*** Recorded information Section Begins ***
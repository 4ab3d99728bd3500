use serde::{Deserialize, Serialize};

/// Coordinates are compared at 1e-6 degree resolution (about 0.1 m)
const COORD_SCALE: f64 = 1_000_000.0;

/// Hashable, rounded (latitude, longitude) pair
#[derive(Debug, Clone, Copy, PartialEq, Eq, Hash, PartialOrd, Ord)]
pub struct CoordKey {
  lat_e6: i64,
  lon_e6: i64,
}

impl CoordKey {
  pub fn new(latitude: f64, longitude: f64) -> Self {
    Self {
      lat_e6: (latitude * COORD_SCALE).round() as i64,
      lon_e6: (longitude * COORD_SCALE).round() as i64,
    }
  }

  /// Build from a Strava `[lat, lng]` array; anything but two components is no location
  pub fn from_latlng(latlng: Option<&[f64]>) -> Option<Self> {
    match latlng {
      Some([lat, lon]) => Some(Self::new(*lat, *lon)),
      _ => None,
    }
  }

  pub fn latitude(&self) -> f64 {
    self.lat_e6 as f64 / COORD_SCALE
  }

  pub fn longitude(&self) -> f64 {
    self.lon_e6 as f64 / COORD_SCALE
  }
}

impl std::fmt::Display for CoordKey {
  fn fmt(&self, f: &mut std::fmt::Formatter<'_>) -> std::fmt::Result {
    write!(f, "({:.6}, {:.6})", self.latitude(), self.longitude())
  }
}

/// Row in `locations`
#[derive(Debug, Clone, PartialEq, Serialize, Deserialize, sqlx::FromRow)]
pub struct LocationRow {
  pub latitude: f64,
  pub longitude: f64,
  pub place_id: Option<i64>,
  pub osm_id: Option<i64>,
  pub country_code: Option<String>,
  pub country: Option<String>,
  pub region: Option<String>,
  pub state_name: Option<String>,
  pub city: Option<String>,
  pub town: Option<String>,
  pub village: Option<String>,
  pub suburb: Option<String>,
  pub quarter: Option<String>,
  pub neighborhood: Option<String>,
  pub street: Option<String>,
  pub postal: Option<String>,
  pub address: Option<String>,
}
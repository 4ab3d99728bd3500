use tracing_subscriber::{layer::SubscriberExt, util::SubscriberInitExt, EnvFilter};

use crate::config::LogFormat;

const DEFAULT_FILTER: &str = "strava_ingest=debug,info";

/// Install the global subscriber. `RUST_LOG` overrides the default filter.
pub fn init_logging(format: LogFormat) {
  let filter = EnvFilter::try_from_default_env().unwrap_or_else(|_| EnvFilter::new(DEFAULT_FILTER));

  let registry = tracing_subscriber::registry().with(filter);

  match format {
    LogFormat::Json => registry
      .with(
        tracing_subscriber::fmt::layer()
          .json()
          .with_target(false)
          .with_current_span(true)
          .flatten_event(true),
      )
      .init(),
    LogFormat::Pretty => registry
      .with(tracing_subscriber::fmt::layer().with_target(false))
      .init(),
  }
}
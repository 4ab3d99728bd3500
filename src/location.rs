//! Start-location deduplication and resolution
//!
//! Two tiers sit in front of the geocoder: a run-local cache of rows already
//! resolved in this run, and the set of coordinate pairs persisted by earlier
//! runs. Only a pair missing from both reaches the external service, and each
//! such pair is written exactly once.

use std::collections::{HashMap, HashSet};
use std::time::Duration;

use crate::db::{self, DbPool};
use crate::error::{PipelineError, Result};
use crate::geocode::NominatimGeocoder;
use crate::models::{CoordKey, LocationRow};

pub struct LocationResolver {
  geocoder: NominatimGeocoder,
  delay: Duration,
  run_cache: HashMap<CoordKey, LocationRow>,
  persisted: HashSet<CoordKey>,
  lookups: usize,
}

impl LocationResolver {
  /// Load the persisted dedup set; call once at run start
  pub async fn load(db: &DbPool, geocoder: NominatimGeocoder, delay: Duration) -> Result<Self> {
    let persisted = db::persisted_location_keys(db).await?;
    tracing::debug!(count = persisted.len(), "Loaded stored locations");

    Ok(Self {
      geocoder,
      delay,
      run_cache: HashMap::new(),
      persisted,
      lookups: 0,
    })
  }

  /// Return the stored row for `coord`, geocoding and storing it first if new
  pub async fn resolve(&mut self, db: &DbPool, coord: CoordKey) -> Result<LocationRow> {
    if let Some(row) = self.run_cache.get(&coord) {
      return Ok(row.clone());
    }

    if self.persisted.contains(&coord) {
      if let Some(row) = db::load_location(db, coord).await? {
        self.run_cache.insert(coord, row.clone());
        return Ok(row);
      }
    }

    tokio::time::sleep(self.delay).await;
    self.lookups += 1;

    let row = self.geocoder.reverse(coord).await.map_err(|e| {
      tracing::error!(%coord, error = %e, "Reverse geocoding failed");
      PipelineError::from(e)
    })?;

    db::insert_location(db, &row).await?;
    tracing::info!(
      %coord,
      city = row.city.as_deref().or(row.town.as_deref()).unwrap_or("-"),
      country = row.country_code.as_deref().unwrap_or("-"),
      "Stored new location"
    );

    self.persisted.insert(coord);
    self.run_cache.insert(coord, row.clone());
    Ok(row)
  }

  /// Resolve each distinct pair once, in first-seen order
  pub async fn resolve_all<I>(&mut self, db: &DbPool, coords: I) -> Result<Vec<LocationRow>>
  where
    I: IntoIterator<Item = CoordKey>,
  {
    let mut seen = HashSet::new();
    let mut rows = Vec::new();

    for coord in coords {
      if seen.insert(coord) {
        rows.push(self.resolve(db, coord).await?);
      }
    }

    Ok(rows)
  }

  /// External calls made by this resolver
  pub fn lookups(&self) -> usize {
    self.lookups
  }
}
*** Recorded information Section Ends ***
*** Recorded information Section Begins ***
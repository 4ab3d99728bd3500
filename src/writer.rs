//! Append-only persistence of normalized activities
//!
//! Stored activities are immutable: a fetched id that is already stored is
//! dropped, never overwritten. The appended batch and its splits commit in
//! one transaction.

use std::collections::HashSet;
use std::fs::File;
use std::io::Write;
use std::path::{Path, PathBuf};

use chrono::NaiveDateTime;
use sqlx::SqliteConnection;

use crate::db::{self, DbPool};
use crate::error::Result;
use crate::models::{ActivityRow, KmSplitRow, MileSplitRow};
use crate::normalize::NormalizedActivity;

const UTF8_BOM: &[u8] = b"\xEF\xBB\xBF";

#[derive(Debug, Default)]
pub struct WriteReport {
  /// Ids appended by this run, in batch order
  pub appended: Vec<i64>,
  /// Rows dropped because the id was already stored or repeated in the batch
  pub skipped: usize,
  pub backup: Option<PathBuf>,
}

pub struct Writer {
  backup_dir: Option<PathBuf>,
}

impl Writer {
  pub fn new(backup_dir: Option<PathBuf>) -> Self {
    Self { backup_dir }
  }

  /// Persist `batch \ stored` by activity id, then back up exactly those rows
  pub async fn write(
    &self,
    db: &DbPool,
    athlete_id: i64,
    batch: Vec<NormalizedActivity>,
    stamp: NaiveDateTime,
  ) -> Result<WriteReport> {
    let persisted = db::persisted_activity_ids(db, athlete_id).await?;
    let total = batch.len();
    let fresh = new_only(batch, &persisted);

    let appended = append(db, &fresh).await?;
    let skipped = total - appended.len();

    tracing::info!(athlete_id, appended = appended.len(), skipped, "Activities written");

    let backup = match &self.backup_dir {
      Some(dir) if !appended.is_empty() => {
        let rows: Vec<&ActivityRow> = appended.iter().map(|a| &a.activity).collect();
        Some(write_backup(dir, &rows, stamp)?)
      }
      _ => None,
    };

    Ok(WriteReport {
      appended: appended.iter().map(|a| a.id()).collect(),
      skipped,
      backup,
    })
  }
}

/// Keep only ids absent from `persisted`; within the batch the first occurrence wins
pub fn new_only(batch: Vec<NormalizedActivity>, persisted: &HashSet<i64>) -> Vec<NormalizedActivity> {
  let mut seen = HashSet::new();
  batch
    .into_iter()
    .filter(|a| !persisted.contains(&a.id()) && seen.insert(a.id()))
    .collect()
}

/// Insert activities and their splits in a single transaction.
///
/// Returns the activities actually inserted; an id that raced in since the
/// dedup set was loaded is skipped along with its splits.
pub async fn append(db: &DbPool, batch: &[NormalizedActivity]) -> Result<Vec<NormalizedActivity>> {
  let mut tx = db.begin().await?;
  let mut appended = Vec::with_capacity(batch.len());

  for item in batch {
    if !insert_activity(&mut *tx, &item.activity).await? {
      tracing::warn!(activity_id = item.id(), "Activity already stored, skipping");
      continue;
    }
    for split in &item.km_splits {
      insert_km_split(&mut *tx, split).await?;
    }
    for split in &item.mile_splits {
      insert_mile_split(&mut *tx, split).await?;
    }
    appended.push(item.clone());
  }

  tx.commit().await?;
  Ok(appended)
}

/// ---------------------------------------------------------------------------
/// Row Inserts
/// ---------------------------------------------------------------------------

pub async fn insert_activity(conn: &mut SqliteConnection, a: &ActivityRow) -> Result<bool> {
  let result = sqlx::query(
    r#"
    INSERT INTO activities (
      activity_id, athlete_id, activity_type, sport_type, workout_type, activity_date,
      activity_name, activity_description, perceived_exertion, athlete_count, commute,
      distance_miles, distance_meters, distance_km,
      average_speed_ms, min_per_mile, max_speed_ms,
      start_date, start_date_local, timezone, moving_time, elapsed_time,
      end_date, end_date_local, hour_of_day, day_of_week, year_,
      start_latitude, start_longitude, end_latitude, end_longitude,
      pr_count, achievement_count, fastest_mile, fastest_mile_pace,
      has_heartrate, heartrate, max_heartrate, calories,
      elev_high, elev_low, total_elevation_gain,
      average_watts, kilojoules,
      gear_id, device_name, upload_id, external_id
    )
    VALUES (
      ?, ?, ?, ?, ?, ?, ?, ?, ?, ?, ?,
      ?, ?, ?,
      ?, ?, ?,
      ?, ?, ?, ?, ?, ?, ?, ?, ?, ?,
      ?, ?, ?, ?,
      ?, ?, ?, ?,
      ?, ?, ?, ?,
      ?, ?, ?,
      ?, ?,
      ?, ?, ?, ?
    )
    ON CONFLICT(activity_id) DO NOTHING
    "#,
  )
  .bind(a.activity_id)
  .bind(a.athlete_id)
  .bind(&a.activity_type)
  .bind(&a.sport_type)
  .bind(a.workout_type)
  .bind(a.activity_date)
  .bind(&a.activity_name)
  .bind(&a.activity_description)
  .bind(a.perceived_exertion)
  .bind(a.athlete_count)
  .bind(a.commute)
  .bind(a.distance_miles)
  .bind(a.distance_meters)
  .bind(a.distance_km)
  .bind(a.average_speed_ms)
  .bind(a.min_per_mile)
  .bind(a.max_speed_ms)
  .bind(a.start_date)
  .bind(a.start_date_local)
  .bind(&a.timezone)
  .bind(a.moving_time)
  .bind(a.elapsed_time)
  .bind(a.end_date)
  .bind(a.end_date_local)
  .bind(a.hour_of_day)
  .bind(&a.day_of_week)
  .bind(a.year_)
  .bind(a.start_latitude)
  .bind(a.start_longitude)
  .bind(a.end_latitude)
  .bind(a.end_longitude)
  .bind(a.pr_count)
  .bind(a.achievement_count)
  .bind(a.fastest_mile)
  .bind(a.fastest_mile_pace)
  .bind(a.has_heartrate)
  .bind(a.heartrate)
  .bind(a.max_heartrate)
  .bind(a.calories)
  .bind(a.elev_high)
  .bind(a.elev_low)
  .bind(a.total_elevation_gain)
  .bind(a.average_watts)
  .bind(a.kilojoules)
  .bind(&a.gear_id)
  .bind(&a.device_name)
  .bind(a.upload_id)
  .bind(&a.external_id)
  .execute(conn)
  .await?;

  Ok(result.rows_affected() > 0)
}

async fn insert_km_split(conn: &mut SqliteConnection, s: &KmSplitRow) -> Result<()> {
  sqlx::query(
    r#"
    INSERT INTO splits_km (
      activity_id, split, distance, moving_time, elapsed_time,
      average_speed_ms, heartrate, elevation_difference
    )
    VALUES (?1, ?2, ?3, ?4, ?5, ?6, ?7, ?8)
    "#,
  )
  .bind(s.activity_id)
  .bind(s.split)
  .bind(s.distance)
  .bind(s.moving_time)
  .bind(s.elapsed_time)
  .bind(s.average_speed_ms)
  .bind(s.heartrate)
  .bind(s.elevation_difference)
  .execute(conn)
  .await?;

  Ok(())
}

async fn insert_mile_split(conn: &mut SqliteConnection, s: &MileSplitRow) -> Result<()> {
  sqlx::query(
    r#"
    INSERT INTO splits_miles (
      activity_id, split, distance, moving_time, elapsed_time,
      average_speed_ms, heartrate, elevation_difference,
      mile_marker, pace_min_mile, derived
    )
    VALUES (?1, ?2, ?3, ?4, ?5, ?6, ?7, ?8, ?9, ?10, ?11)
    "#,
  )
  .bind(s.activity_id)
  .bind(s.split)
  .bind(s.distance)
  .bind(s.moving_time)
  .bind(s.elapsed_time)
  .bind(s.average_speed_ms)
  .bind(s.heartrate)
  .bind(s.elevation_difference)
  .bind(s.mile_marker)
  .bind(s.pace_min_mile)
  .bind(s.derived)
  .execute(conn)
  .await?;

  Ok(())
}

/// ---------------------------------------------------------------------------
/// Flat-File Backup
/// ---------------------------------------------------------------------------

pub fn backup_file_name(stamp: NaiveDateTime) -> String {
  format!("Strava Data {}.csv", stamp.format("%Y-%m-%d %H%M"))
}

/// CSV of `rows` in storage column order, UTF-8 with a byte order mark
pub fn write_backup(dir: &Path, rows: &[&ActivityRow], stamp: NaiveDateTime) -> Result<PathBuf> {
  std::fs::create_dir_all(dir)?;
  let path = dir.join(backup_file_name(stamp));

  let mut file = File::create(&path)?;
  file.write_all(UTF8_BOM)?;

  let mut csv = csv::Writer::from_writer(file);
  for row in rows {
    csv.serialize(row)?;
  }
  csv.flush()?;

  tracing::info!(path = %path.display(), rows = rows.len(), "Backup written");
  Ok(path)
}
*** Recorded information Section Ends ***
Task description — From the data above, count the lines where "impl" occurs and give that figure and nothing else.

Answer to the exercise — 4